Der Weg hat es nicht in meine Erinnerung geschafft, aber wir erreichen ein riesiges Tor, hinter dem offensichtlich ein Park liegt. Später soll ich erfahren, dass es viel eher ihr Garten ist. Sie tippt einen Code in die kleine Tastatur, wir treten ein und folgen einer Straße, die durch einen hoch gewachsenen Palmenwald führt. Sie erzählt mir von ihrem Freund, ihren Zukunftsplänen, der Schule und ich erfahre, dass sie erst 17 ist. Diese Tatsache weiß sie ganz gut hinter einem unverblümten Selbstbewusstsein und einer abgeklärten Emotionslosigkeit gegenüber Geld-Dingen zu verstecken. Rechts von uns taucht ein palastartiges Gebäude in dem dunklen Grün auf, ein Museum. Wir gehen um eine Kurve, durchqueren ein letztes Stück Wald und stehen auf einer kleinen, eisernen Brücke, die vor vielen Jahren mal hellblau und weiß gestrichen worden war.
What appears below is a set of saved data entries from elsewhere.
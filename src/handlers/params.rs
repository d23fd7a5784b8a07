// handlers/params.rs - extractor rejections mapped onto ApiError

use axum::extract::{
    rejection::{PathRejection, QueryRejection},
    Path, Query,
};
use serde::Deserialize;
use uuid::Uuid;

use crate::config::config;
use crate::database::repository::ListParams;
use crate::error::ApiError;

pub fn path_id(path: Result<Path<Uuid>, PathRejection>) -> Result<Uuid, ApiError> {
    path.map(|Path(id)| id).map_err(|_| ApiError::bad_request("Invalid id"))
}

pub fn query<T>(query: Result<Query<T>, QueryRejection>) -> Result<T, ApiError> {
    query
        .map(|Query(q)| q)
        .map_err(|rejection| ApiError::bad_request(rejection.body_text()))
}

/// `?search=&program_studi_id=&mata_kuliah_id=&limit=&offset=`
#[derive(Debug, Default, Deserialize)]
pub struct ListQuery {
    pub search: Option<String>,
    pub program_studi_id: Option<Uuid>,
    pub mata_kuliah_id: Option<Uuid>,
    pub limit: Option<i64>,
    pub offset: Option<i64>,
}

impl ListQuery {
    pub fn params(&self) -> ListParams {
        ListParams {
            search: self.search.clone().filter(|s| !s.trim().is_empty()),
            parent_id: self.mata_kuliah_id,
            limit: config().api.list_limit(self.limit),
            offset: self.offset.filter(|o| *o > 0),
        }
    }
}
// handlers/protected/roles.rs - GET /api/roles

use serde::Serialize;

use crate::auth::Role;
use crate::middleware::{ApiResponse, ApiResult};

#[derive(Debug, Serialize)]
pub struct RoleInfo {
    pub name: &'static str,
    pub description: &'static str,
    pub permissions: &'static [&'static str],
}

pub fn role_catalog() -> Vec<RoleInfo> {
    Role::ALL
        .iter()
        .map(|role| RoleInfo {
            name: role.as_str(),
            description: role.description(),
            permissions: role.permissions(),
        })
        .collect()
}

/// GET /api/roles - Every role with its description and permissions
pub async fn list() -> ApiResult<Vec<RoleInfo>> {
    Ok(ApiResponse::success(role_catalog()))
}

#[cfg(test)]
mod tests {
    use super::*;

    #[test]
    fn lists_every_role() {
        let names: Vec<&str> = role_catalog().iter().map(|r| r.name).collect();
        assert_eq!(names, vec!["admin", "prodi", "dosen", "student"]);
    }
}
// handlers/public/login.rs - POST /auth/login handler

use axum::{
    extract::rejection::JsonRejection,
    http::header,
    response::{IntoResponse, Json},
};
use serde::{Deserialize, Serialize};

use crate::auth::{generate_jwt, Claims};
use crate::config::config;
use crate::database::manager::DatabaseManager;
use crate::database::models::user::{User, UserView};
use crate::error::ApiError;
use crate::middleware::ApiResponse;
use crate::services::{ServiceError, UserService};
use crate::validation::FieldErrors;

#[derive(Debug, Deserialize)]
pub struct LoginRequest {
    pub email: Option<String>,
    pub password: Option<String>,
}

#[derive(Debug, Serialize)]
pub struct TokenResponse {
    pub token: String,
    pub expires_at: i64,
    pub user: UserView,
}

/// Sign a token for the stored user and describe it
pub fn issue_token(user: User) -> Result<TokenResponse, ApiError> {
    let claims = Claims::new(user.id, user.email.clone(), user.role_set(), user.program_studi_id);
    let token = generate_jwt(&claims).map_err(|e| {
        tracing::error!("Token generation failed: {}", e);
        ApiError::internal_server_error("An error occurred while processing your request")
    })?;
    Ok(TokenResponse {
        token,
        expires_at: claims.exp,
        user: user.into(),
    })
}

/// `Set-Cookie` value carrying the token for browser clients
pub fn session_cookie(token: &str) -> String {
    let security = &config().security;
    format!(
        "{}={}; Path=/; HttpOnly; SameSite=Lax; Max-Age={}",
        security.session_cookie_name,
        token,
        security.jwt_expiry_hours * 3600
    )
}

/// POST /auth/login - Authenticate with email and password and receive a JWT
///
/// Unknown email, inactive account and wrong password all answer 401.
pub async fn login_post(payload: Result<Json<LoginRequest>, JsonRejection>) -> Result<impl IntoResponse, ApiError> {
    let Json(request) = payload?;

    let mut errors = FieldErrors::new();
    let email = errors.required_text("email", "Email", request.email);
    let password = errors.required("password", "Password", request.password.filter(|p| !p.is_empty()));
    let (Some(email), Some(password)) = (email, password) else {
        return Err(ServiceError::Validation(errors).into());
    };

    let pool = DatabaseManager::pool().await?;
    let user = UserService::new(pool).authenticate(&email, &password).await?.ok_or_else(|| {
        tracing::warn!("Login failed for {}", email);
        ApiError::unauthorized()
    })?;

    tracing::info!(user_id = %user.id, "Login succeeded");
    let response = issue_token(user)?;
    let cookie = session_cookie(&response.token);

    Ok(([(header::SET_COOKIE, cookie)], ApiResponse::success(response)))
}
Ich befinde mich am Hang eines Berges, aber ziemlich weit oben. Direkt unter mir eine tiefe, grasbewachsene Schlucht, hinter mir eine Art Dschungel, neben mir ein Wildleder-Trenchcoat, der hier wohnt. Um mich herum ein Rahmen aus Palmenblättern und anderem Geäst, durch den hinab ich auf eine zum Heulen schöne Farbpalette schaue, zusammen gesetzt aus unendlich vielen, immer kleiner werdenden Häusern, die bis ans Meer reichen, ganz dahinten, das noch weiter in der Ferne mit dem Pantone-blauen Himmel zusammen stößt. Ich stand schon auf einer Menge Türme, Schlösser und Berge, von denen ich die Aussicht genossen habe, aber diese ist die aller erste, die mir tatsächlich den Atem raubt. Endlich weiß ich, wie sich das anfühlt. Es mag auch am Schlafmangel und genereller Überwältigung liegen, aber ich bin außer mir vor Glück. Wäre ich allein, hätte ich vermutlich wirklich geweint. So aber versuche ich, ohne eine zu emotionale Szene, jedes kleinste Detail – ein mit hellen, verschnörkelten Fliesen verkleidetes Traumhaus mit einem kleinen Balkon, auf dem ein orangener Sonnenstuhl steht, unruhiges Glitzern durch Sonne auf Ozean, ein Rauschen aus Verkehr und Wind – aufzunehmen. Was ich nicht aufnehme ist ein Foto, dazu ist es einfach zu schön.